• _Record set_
_ _ _ _ _

// pgvault/src/restore/mod.rs
pub(crate) mod db_restore;

use std::sync::Arc;
use std::time::Instant;
use tracing::{info, warn};

use crate::config::{ConflictPolicy, RestoreConfig};
use crate::errors::{AppError, Result};
use crate::storage::{self, StorageClient};
use db_restore::{PgAdmin, PsqlRestore, Restorer, TargetDatabase};

/// Databases the `drop` policy refuses to touch.
pub const SYSTEM_DATABASES: [&str; 3] = ["postgres", "template0", "template1"];

/// Decompression is decided by name only.
pub fn is_gzip_key(key: &str) -> bool {
    key.ends_with(".gz")
}

pub struct RestoreRunner {
    storage: Arc<dyn StorageClient>,
    database: Arc<dyn TargetDatabase>,
    restorer: Arc<dyn Restorer>,
}

impl RestoreRunner {
    pub fn new(
        storage: Arc<dyn StorageClient>,
        database: Arc<dyn TargetDatabase>,
        restorer: Arc<dyn Restorer>,
    ) -> Self {
        Self {
            storage,
            database,
            restorer,
        }
    }

    /// Runs the conflict step for `policy` against `database`. Must complete
    /// before anything is downloaded or replayed.
    pub async fn resolve_conflict(&self, database: &str, policy: ConflictPolicy) -> Result<()> {
        match policy {
            ConflictPolicy::Fail => {
                let tables = self.database.table_count(database).await?;
                if tables > 0 {
                    return Err(AppError::Conflict(format!(
                        "target database '{}' already contains {} table(s) and on_conflict is '{}'",
                        database, tables, policy
                    )));
                }
                info!(database, "target database is empty");
            }
            ConflictPolicy::Drop => {
                if SYSTEM_DATABASES.iter().any(|s| database.eq_ignore_ascii_case(s)) {
                    return Err(AppError::Conflict(format!(
                        "refusing to drop '{}': it is a critical system database",
                        database
                    )));
                }
                match self.database.terminate_connections(database).await {
                    Ok(terminated) => info!(database, terminated, "terminated active connections"),
                    Err(err) => warn!(
                        database,
                        error = %err,
                        "failed to terminate connections, continuing with drop"
                    ),
                }
                self.database.drop_database(database).await?;
                self.database.create_database(database).await?;
            }
            ConflictPolicy::Overwrite => {
                info!(database, "on_conflict is overwrite, restoring over existing objects");
            }
        }
        Ok(())
    }

    pub async fn execute(&self, config: &RestoreConfig) -> Result<u64> {
        let started = Instant::now();
        let database = &config.connection.database;
        info!(
            source = %config.source_key,
            database = %database,
            on_conflict = %config.on_conflict,
            provider = self.storage.provider(),
            "starting restore"
        );

        self.resolve_conflict(database, config.on_conflict).await?;

        let reader = self.storage.download(&config.source_key).await?;
        let gunzip = is_gzip_key(&config.source_key);
        let stop_on_error = config.on_conflict != ConflictPolicy::Overwrite;

        let written = self
            .restorer
            .restore(&config.connection, reader, gunzip, stop_on_error)
            .await?;

        info!(
            source = %config.source_key,
            database = %database,
            bytes = written,
            duration_ms = started.elapsed().as_millis() as u64,
            "✅ restore completed"
        );
        Ok(written)
    }
}

/// Entry point for the restore job.
pub async fn run_restore(config: &RestoreConfig) -> Result<u64> {
    let restorer = PsqlRestore::locate()?;
    let storage = storage::connect(&config.storage).await?;
    let database = PgAdmin::new(config.connection.clone());
    RestoreRunner::new(storage, Arc::new(database), Arc::new(restorer))
        .execute(config)
        .await
}

#[cfg(test)]
mod tests {
    use super::*;
    use crate::config::{ConnectionConfig, S3Config, StorageConfig};
    use crate::storage::ObjectReader;
    use crate::storage::memory::MemoryStorage;
    use async_trait::async_trait;
    use flate2::Compression;
    use flate2::read::MultiGzDecoder;
    use flate2::write::GzEncoder;
    use std::io::{Read, Write};
    use std::sync::Mutex;
    use tokio::io::AsyncReadExt;

    #[derive(Default)]
    struct RecordingDatabase {
        tables: i64,
        terminate_fails: bool,
        drop_fails: bool,
        calls: Mutex<Vec<String>>,
    }

    impl RecordingDatabase {
        fn record(&self, call: String) {
            self.calls.lock().unwrap().push(call);
        }

        fn calls(&self) -> Vec<String> {
            self.calls.lock().unwrap().clone()
        }
    }

    #[async_trait]
    impl TargetDatabase for RecordingDatabase {
        async fn table_count(&self, database: &str) -> Result<i64> {
            self.record(format!("count {}", database));
            Ok(self.tables)
        }

        async fn terminate_connections(&self, database: &str) -> Result<u64> {
            self.record(format!("terminate {}", database));
            if self.terminate_fails {
                return Err(AppError::Database(sqlx::Error::Protocol(
                    "permission denied to terminate process".into(),
                )));
            }
            Ok(2)
        }

        async fn drop_database(&self, database: &str) -> Result<()> {
            self.record(format!("drop {}", database));
            if self.drop_fails {
                return Err(AppError::Database(sqlx::Error::Protocol(
                    "database is being accessed by other users".into(),
                )));
            }
            Ok(())
        }

        async fn create_database(&self, database: &str) -> Result<()> {
            self.record(format!("create {}", database));
            Ok(())
        }
    }

    /// Captures what would have been piped into psql.
    #[derive(Default)]
    struct CapturingRestorer {
        received: Mutex<Vec<(Vec<u8>, bool)>>,
    }

    #[async_trait]
    impl Restorer for CapturingRestorer {
        async fn restore(
            &self,
            _connection: &ConnectionConfig,
            mut input: ObjectReader,
            gunzip: bool,
            stop_on_error: bool,
        ) -> Result<u64> {
            let mut raw = Vec::new();
            input.read_to_end(&mut raw).await?;
            let sql = if gunzip {
                let mut out = Vec::new();
                MultiGzDecoder::new(&raw[..]).read_to_end(&mut out)?;
                out
            } else {
                raw
            };
            let len = sql.len() as u64;
            self.received.lock().unwrap().push((sql, stop_on_error));
            Ok(len)
        }
    }

    fn config(key: &str, on_conflict: ConflictPolicy) -> RestoreConfig {
        RestoreConfig {
            connection: ConnectionConfig {
                host: "pg".into(),
                port: 5432,
                database: "orders".into(),
                user: "postgres".into(),
                password: "secret".into(),
                ssl_mode: "prefer".into(),
            },
            storage: StorageConfig::S3(S3Config {
                bucket: "backups".into(),
                region: "us-east-1".into(),
                endpoint: None,
                access_key_id: None,
                secret_access_key: None,
            }),
            source_key: key.into(),
            on_conflict,
        }
    }

    fn gzipped(data: &[u8]) -> Vec<u8> {
        let mut encoder = GzEncoder::new(Vec::new(), Compression::default());
        encoder.write_all(data).unwrap();
        encoder.finish().unwrap()
    }

    struct Fixture {
        storage: Arc<MemoryStorage>,
        database: Arc<RecordingDatabase>,
        restorer: Arc<CapturingRestorer>,
    }

    impl Fixture {
        fn new(database: RecordingDatabase) -> Self {
            let storage = Arc::new(MemoryStorage::new());
            storage.insert("prod/orders/20260120-143022.sql.gz", &gzipped(b"CREATE TABLE t();"), None);
            storage.insert("prod/orders/20260120-143022.sql", b"CREATE TABLE plain();", None);
            Self {
                storage,
                database: Arc::new(database),
                restorer: Arc::new(CapturingRestorer::default()),
            }
        }

        fn runner(&self) -> RestoreRunner {
            RestoreRunner::new(self.storage.clone(), self.database.clone(), self.restorer.clone())
        }

        fn received(&self) -> Vec<(Vec<u8>, bool)> {
            self.restorer.received.lock().unwrap().clone()
        }
    }

    #[tokio::test]
    async fn test_fail_policy_aborts_on_non_empty_database() {
        let fixture = Fixture::new(RecordingDatabase {
            tables: 1,
            ..Default::default()
        });
        let err = fixture
            .runner()
            .execute(&config("prod/orders/20260120-143022.sql.gz", ConflictPolicy::Fail))
            .await
            .unwrap_err();

        assert!(matches!(err, AppError::Conflict(ref msg) if msg.contains("fail")));
        assert_eq!(fixture.database.calls(), vec!["count orders"]);
        assert_eq!(fixture.storage.downloads(), 0);
        assert!(fixture.received().is_empty());
    }

    #[tokio::test]
    async fn test_fail_policy_restores_into_empty_database() -> anyhow::Result<()> {
        let fixture = Fixture::new(RecordingDatabase::default());
        let written = fixture
            .runner()
            .execute(&config("prod/orders/20260120-143022.sql.gz", ConflictPolicy::Fail))
            .await?;

        assert_eq!(written, 17);
        assert_eq!(fixture.received(), vec![(b"CREATE TABLE t();".to_vec(), true)]);
        Ok(())
    }

    #[tokio::test]
    async fn test_drop_policy_order_survives_terminate_failure() -> anyhow::Result<()> {
        let fixture = Fixture::new(RecordingDatabase {
            tables: 12,
            terminate_fails: true,
            ..Default::default()
        });
        fixture
            .runner()
            .execute(&config("prod/orders/20260120-143022.sql.gz", ConflictPolicy::Drop))
            .await?;

        assert_eq!(
            fixture.database.calls(),
            vec!["terminate orders", "drop orders", "create orders"]
        );
        assert_eq!(fixture.received().len(), 1);
        Ok(())
    }

    #[tokio::test]
    async fn test_drop_failure_is_fatal() {
        let fixture = Fixture::new(RecordingDatabase {
            drop_fails: true,
            ..Default::default()
        });
        let result = fixture
            .runner()
            .execute(&config("prod/orders/20260120-143022.sql.gz", ConflictPolicy::Drop))
            .await;

        assert!(matches!(result, Err(AppError::Database(_))));
        assert_eq!(fixture.database.calls(), vec!["terminate orders", "drop orders"]);
        assert_eq!(fixture.storage.downloads(), 0);
    }

    #[tokio::test]
    async fn test_drop_refuses_system_databases() {
        let fixture = Fixture::new(RecordingDatabase::default());
        for name in ["postgres", "template0", "TEMPLATE1"] {
            let mut cfg = config("prod/orders/20260120-143022.sql.gz", ConflictPolicy::Drop);
            cfg.connection.database = name.into();
            let result = fixture.runner().execute(&cfg).await;
            assert!(matches!(result, Err(AppError::Conflict(_))), "{} was not refused", name);
        }
        assert!(fixture.database.calls().is_empty());
    }

    #[tokio::test]
    async fn test_overwrite_skips_database_checks() -> anyhow::Result<()> {
        let fixture = Fixture::new(RecordingDatabase {
            tables: 40,
            ..Default::default()
        });
        fixture
            .runner()
            .execute(&config("prod/orders/20260120-143022.sql", ConflictPolicy::Overwrite))
            .await?;

        assert!(fixture.database.calls().is_empty());
        assert_eq!(fixture.received(), vec![(b"CREATE TABLE plain();".to_vec(), false)]);
        Ok(())
    }

    #[tokio::test]
    async fn test_missing_source_key_is_a_storage_error() {
        let fixture = Fixture::new(RecordingDatabase::default());
        let result = fixture
            .runner()
            .execute(&config("prod/orders/missing.sql.gz", ConflictPolicy::Overwrite))
            .await;

        assert!(matches!(result, Err(AppError::Storage(crate::storage::StorageError::NotFound { .. }))));
        assert!(fixture.received().is_empty());
    }

    #[test]
    fn test_gzip_detection_is_name_based() {
        assert!(is_gzip_key("prod/orders/20260120-143022.sql.gz"));
        assert!(!is_gzip_key("prod/orders/20260120-143022.sql"));
        assert!(!is_gzip_key("prod/orders/20260120-143022.gz.sql"));
    }
}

_ _ _ _ _

• _Task brief_
Show all lines from the data above in which the word "insert" appears.

• _Task response_
            storage.insert("prod/orders/20260120-143022.sql.gz", &gzipped(b"CREATE TABLE t();"), None);
            storage.insert("prod/orders/20260120-143022.sql", b"CREATE TABLE plain();", None);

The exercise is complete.